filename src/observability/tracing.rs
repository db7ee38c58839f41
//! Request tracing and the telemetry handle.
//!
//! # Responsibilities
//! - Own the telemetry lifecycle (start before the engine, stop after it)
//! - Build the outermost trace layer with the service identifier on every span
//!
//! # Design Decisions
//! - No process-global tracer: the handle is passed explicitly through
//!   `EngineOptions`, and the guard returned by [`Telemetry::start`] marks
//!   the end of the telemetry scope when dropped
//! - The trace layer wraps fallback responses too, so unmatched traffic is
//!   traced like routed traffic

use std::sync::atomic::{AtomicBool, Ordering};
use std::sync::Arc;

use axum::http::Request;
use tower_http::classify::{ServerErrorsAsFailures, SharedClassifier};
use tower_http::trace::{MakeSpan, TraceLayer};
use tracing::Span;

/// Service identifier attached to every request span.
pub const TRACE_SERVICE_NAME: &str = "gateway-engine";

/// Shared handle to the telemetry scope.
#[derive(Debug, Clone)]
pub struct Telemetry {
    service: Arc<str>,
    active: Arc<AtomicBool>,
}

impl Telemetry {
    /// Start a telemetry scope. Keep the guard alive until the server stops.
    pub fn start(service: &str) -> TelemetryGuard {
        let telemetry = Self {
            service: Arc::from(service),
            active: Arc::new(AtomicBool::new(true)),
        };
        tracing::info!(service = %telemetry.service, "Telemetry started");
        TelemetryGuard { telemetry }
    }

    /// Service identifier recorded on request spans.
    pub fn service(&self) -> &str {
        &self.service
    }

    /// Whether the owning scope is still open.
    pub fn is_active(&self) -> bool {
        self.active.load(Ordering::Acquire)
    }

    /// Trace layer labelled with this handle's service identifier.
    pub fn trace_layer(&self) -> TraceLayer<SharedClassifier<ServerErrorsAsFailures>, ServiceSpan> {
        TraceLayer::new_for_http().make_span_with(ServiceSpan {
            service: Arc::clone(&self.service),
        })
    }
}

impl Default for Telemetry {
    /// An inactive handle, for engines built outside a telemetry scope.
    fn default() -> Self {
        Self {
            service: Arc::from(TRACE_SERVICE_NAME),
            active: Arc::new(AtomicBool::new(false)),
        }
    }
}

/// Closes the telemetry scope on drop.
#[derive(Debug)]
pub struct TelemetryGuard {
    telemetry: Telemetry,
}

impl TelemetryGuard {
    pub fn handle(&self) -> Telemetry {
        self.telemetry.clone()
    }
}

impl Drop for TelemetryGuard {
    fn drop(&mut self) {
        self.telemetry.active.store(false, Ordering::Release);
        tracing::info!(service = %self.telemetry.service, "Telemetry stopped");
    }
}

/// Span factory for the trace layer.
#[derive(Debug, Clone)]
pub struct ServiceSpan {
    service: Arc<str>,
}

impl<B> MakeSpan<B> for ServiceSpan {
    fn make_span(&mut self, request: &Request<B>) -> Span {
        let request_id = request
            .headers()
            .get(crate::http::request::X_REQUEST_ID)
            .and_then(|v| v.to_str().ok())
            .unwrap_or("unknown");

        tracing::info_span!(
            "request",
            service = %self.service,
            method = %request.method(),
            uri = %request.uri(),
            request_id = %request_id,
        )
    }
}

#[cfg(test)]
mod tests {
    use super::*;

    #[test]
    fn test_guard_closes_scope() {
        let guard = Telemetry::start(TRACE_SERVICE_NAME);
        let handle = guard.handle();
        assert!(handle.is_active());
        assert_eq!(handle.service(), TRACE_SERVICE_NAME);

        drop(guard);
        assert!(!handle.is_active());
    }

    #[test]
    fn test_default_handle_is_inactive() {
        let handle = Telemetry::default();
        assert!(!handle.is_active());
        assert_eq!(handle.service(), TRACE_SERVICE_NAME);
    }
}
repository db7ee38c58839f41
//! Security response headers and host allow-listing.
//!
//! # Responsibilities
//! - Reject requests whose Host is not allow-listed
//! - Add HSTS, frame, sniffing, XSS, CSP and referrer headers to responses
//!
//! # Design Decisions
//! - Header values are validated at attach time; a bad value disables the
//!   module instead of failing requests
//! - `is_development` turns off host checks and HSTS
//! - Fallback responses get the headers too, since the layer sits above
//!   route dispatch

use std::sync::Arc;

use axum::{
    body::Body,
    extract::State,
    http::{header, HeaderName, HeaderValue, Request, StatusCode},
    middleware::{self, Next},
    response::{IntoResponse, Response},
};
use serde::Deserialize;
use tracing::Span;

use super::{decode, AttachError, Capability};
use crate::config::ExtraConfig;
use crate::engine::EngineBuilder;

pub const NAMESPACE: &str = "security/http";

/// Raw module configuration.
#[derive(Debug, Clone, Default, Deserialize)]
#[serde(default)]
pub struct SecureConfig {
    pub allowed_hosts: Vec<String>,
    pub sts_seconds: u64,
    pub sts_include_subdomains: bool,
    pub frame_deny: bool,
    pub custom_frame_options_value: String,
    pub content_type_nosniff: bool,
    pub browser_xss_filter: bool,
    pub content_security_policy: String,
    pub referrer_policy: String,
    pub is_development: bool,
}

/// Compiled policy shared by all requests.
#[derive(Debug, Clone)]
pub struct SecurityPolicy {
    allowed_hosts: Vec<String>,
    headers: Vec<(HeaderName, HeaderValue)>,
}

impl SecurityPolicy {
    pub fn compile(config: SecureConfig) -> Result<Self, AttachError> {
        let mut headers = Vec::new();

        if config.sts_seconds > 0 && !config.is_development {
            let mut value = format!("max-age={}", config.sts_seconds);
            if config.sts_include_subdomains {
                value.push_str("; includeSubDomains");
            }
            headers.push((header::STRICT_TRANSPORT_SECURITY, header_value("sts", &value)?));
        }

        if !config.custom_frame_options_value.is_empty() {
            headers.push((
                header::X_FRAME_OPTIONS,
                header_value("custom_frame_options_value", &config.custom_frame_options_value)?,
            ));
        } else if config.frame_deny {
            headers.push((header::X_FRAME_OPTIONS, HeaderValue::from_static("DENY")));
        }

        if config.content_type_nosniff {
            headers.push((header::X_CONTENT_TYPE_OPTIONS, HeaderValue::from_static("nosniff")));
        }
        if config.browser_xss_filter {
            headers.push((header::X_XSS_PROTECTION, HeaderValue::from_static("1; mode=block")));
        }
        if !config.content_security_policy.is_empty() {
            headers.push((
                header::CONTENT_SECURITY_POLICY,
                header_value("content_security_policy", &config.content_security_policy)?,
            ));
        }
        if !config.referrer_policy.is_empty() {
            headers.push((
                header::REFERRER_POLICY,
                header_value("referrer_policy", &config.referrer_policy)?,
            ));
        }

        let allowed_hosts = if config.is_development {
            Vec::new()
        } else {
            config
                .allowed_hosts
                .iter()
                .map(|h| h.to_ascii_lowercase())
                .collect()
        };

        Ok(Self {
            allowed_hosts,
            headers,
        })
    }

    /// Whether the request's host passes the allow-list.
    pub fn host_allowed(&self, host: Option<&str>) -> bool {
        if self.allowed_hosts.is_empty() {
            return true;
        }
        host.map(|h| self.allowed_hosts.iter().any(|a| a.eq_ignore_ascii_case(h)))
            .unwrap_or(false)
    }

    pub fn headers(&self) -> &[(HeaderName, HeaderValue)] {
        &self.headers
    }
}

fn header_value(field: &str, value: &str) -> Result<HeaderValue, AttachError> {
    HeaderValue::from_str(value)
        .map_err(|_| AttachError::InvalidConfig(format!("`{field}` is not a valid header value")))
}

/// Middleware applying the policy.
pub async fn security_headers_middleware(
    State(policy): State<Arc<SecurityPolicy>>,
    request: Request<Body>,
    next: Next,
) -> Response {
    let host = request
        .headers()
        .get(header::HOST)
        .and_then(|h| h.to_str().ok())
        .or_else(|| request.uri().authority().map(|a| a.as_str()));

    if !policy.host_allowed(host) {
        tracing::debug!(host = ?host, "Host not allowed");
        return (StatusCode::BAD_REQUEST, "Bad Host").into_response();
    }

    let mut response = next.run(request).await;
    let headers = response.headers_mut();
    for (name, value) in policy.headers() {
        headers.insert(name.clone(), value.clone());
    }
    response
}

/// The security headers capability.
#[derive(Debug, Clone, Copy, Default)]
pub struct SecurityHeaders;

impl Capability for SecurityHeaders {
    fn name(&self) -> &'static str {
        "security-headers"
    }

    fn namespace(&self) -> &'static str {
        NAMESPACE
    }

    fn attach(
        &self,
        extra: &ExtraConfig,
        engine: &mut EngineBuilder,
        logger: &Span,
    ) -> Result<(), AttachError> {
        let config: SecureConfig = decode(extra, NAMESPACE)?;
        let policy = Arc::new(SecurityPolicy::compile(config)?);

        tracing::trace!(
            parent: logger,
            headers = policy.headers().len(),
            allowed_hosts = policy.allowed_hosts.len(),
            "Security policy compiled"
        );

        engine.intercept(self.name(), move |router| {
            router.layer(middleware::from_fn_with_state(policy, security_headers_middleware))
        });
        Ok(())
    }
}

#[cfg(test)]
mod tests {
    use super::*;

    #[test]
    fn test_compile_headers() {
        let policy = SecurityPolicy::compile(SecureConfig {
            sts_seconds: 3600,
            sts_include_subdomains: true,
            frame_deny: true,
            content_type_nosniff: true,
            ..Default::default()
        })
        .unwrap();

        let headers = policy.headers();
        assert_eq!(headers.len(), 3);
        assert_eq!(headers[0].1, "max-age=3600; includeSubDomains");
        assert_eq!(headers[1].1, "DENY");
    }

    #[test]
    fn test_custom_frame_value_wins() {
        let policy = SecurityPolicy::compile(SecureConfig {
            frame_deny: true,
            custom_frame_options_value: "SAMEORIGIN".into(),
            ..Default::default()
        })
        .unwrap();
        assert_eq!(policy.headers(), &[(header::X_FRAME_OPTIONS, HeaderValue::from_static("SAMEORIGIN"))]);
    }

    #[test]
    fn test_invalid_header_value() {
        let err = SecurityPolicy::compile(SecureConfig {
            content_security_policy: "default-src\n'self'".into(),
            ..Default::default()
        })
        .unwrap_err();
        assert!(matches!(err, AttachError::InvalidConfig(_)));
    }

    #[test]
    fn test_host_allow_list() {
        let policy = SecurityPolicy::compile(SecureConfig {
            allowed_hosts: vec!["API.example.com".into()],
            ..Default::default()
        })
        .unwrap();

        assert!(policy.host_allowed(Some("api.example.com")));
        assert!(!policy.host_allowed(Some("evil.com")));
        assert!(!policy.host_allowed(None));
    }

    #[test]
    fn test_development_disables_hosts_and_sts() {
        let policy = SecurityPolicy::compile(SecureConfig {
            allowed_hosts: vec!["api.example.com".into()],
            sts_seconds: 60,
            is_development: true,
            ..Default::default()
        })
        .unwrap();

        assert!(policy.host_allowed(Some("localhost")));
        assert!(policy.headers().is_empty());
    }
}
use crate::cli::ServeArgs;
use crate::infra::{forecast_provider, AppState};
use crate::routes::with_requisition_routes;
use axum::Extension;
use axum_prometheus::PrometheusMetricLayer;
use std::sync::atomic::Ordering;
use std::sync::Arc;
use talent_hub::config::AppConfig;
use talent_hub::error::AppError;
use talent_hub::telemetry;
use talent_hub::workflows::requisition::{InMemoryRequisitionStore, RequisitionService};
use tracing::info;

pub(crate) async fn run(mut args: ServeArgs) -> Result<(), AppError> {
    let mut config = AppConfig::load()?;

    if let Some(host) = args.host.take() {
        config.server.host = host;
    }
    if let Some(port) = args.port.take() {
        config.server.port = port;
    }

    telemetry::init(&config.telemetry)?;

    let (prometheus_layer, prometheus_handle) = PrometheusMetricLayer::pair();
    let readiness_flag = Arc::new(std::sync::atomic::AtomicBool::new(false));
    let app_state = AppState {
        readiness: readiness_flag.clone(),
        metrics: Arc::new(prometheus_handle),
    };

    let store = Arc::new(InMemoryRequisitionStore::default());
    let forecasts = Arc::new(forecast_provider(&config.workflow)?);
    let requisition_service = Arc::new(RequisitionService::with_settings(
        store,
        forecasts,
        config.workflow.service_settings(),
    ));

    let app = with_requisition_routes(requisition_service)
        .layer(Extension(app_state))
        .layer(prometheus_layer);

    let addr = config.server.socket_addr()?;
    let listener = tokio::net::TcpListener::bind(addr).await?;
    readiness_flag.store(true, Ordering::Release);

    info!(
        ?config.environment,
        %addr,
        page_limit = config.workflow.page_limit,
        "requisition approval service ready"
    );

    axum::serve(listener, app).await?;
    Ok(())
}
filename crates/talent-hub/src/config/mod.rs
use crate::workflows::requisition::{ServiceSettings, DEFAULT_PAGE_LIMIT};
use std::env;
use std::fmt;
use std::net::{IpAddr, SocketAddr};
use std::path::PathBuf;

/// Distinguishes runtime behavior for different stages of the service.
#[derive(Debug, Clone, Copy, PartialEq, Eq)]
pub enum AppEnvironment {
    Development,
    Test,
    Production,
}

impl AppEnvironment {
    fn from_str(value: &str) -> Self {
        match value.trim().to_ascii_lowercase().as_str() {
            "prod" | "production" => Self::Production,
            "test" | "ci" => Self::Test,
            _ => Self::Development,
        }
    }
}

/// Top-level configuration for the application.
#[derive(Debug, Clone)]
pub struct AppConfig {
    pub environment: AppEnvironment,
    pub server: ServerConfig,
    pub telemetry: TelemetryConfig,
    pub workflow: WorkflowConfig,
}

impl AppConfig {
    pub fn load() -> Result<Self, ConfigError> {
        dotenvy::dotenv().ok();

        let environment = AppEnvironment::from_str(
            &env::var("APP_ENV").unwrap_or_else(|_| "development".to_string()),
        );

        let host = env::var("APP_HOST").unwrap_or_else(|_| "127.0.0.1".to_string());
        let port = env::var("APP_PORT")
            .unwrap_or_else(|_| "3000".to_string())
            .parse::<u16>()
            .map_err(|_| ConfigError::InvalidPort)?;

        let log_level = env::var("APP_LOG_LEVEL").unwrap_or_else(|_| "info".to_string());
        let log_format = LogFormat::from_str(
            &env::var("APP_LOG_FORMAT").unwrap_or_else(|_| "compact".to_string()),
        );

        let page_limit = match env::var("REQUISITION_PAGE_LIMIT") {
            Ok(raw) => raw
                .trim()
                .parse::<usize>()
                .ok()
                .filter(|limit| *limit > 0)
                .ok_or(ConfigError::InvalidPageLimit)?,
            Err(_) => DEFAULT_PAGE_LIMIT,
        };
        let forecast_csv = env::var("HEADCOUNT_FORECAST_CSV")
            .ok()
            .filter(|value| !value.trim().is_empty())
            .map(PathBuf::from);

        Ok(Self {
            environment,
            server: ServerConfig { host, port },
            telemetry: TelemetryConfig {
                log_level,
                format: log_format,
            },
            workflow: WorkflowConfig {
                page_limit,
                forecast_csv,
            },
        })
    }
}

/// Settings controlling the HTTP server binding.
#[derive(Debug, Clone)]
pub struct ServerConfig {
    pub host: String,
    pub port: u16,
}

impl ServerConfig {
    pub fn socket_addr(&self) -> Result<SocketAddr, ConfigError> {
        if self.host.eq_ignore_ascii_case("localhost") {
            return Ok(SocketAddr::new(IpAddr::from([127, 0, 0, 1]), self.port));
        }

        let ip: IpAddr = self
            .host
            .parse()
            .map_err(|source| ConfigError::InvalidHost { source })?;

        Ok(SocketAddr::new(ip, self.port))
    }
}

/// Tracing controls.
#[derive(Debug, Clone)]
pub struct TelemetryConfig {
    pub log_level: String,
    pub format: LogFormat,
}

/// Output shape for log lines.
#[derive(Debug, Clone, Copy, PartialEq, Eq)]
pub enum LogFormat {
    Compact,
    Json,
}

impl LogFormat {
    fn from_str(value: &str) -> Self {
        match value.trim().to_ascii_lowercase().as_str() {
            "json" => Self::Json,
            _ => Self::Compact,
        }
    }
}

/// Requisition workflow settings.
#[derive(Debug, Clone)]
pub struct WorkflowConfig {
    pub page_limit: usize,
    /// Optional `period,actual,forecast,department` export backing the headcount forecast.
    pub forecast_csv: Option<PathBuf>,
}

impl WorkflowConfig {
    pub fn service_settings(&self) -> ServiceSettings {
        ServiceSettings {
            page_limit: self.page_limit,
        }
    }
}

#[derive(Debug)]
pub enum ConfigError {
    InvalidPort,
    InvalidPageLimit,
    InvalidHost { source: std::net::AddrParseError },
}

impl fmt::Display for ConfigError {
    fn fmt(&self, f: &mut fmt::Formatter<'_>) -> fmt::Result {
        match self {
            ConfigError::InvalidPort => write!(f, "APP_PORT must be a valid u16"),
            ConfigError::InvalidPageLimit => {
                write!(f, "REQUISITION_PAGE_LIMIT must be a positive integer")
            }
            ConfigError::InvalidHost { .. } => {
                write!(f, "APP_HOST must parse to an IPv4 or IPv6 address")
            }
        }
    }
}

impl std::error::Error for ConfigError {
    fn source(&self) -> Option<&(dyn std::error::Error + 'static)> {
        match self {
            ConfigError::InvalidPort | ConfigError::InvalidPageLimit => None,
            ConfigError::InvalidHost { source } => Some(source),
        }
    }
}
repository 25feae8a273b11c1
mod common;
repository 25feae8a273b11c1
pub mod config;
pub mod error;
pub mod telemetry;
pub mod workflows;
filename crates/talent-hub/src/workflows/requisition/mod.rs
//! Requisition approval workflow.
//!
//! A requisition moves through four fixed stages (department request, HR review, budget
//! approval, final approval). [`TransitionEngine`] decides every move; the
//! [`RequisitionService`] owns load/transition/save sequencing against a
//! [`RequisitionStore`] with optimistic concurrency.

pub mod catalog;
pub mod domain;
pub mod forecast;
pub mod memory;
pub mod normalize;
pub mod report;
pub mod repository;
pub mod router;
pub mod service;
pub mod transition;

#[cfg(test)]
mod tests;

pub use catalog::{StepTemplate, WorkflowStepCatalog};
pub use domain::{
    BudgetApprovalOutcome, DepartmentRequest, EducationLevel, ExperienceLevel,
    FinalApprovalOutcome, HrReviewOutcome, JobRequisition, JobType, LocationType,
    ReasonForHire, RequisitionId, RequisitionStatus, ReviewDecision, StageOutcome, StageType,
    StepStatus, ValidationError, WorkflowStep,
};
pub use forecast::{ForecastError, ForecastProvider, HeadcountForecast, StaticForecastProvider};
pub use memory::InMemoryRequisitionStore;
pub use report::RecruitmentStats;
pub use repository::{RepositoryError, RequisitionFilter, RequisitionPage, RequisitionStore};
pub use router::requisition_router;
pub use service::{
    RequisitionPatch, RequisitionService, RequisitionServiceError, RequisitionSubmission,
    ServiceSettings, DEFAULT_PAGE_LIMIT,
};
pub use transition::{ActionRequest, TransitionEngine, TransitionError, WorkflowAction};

===============

• What to produce: Only lines with the word "crates" are wanted; pull each of them from the records.

• Exercise output:
filename crates/talent-hub/src/config/mod.rs
filename crates/talent-hub/src/workflows/requisition/mod.rs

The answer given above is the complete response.